WORK TO BE COMPLETED: Whenever a line in the records below holds the string "coordinator", copy it out.

Collected data entries:
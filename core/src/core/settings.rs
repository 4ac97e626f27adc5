use anyhow::Context;
use serde::{Deserialize, Serialize};
use std::collections::BTreeMap;
use std::path::{Path, PathBuf};

use crate::core::repo::ProviderId;
use crate::utils::error::{PdlError, PdlResult};

pub const DEFAULT_THREADS: usize = 10;

/// Persisted user choices.
#[derive(Debug, Clone, PartialEq, Eq, Serialize, Deserialize)]
#[serde(default, rename_all = "kebab-case")]
pub struct Settings {
    pub source: ProviderId,
    pub save_path: PathBuf,
    pub threads: usize,
    /// per-project branch preference
    pub branches: BTreeMap<String, String>,
}

impl Default for Settings {
    fn default() -> Self {
        Self {
            source: "gitee".to_string(),
            save_path: home::home_dir().unwrap_or_default().join("debug"),
            threads: DEFAULT_THREADS,
            branches: BTreeMap::new(),
        }
    }
}

/// Load and save [`Settings`].
pub trait ConfigStore: Send {
    fn load(&self) -> PdlResult<Settings>;

    fn save(&self, settings: &Settings) -> PdlResult;
}

/// [`ConfigStore`] writing a toml file.
#[derive(Debug, Clone)]
pub struct TomlConfigStore {
    path: PathBuf,
}

impl TomlConfigStore {
    pub fn new(path: impl AsRef<Path>) -> Self {
        Self {
            path: path.as_ref().to_path_buf(),
        }
    }

    /// `~/.pdl/settings.toml`
    pub fn default_path() -> PathBuf {
        home::home_dir()
            .unwrap_or_default()
            .join(".pdl")
            .join("settings.toml")
    }

    pub fn path(&self) -> &Path {
        &self.path
    }
}

impl Default for TomlConfigStore {
    fn default() -> Self {
        Self::new(Self::default_path())
    }
}

impl ConfigStore for TomlConfigStore {
    fn load(&self) -> PdlResult<Settings> {
        if !self.path.is_file() {
            return Ok(Settings::default());
        }

        let content = std::fs::read_to_string(&self.path)
            .with_context(|| PdlError::ConfigLoadFailed(self.path.display().to_string()))?;
        let settings = toml::from_str(&content)
            .with_context(|| PdlError::ConfigLoadFailed(self.path.display().to_string()))?;
        Ok(settings)
    }

    fn save(&self, settings: &Settings) -> PdlResult {
        if let Some(parent) = self.path.parent() {
            std::fs::create_dir_all(parent)
                .with_context(|| format!("create directory {} failed", parent.display()))?;
        }
        let content = toml::to_string(settings)?;
        std::fs::write(&self.path, content)
            .with_context(|| format!("write {} failed", self.path.display()))?;
        log::debug!("settings saved to {}", self.path.display());
        Ok(())
    }
}
use clap::Args;
use std::path::PathBuf;

use pdl::utils::error::PdlResult;

use crate::commands::{check_failed, select, Workspace};
use crate::CliCommand;

#[derive(Debug, Clone, Default, Args)]
/// Clone projects from the selected provider
pub(crate) struct SyncCommand {
    /// Project names or glob patterns
    pub projects: Vec<String>,

    /// Sync every catalog project
    #[arg(long)]
    pub all: bool,

    /// Switch provider, saved for later runs
    #[arg(long, value_name = "PROVIDER")]
    pub source: Option<String>,

    /// Change the download directory, saved for later runs
    #[arg(long, value_name = "DIR")]
    pub path: Option<PathBuf>,

    /// Sets the number of threads to be used
    #[arg(short, long, value_name = "NUMBER")]
    pub thread: Option<usize>,

    /// Branch to check out after clone
    #[arg(short, long, value_name = "BRANCH")]
    pub branch: Option<String>,
}

impl CliCommand for SyncCommand {
    fn exec(self, workspace: &Workspace) -> PdlResult {
        let mut coordinator = workspace.coordinator(self.thread, None)?;
        if let Some(source) = &self.source {
            coordinator.set_source(source)?;
        }
        if let Some(path) = &self.path {
            coordinator.set_save_path(path)?;
        }

        let names = select(&coordinator, &self.projects, self.all)?;
        if let Some(branch) = &self.branch {
            for name in &names {
                coordinator.set_requested_branch(name, branch)?;
            }
        }

        coordinator.sync(&names)?;
        coordinator.run_until_idle();
        check_failed(&coordinator, &names, "sync")
    }
}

RESULT BELOW:
        let mut coordinator = workspace.coordinator(self.thread, None)?;
            coordinator.set_source(source)?;
            coordinator.set_save_path(path)?;
        let names = select(&coordinator, &self.projects, self.all)?;
                coordinator.set_requested_branch(name, branch)?;
        coordinator.sync(&names)?;
        coordinator.run_until_idle();
        check_failed(&coordinator, &names, "sync")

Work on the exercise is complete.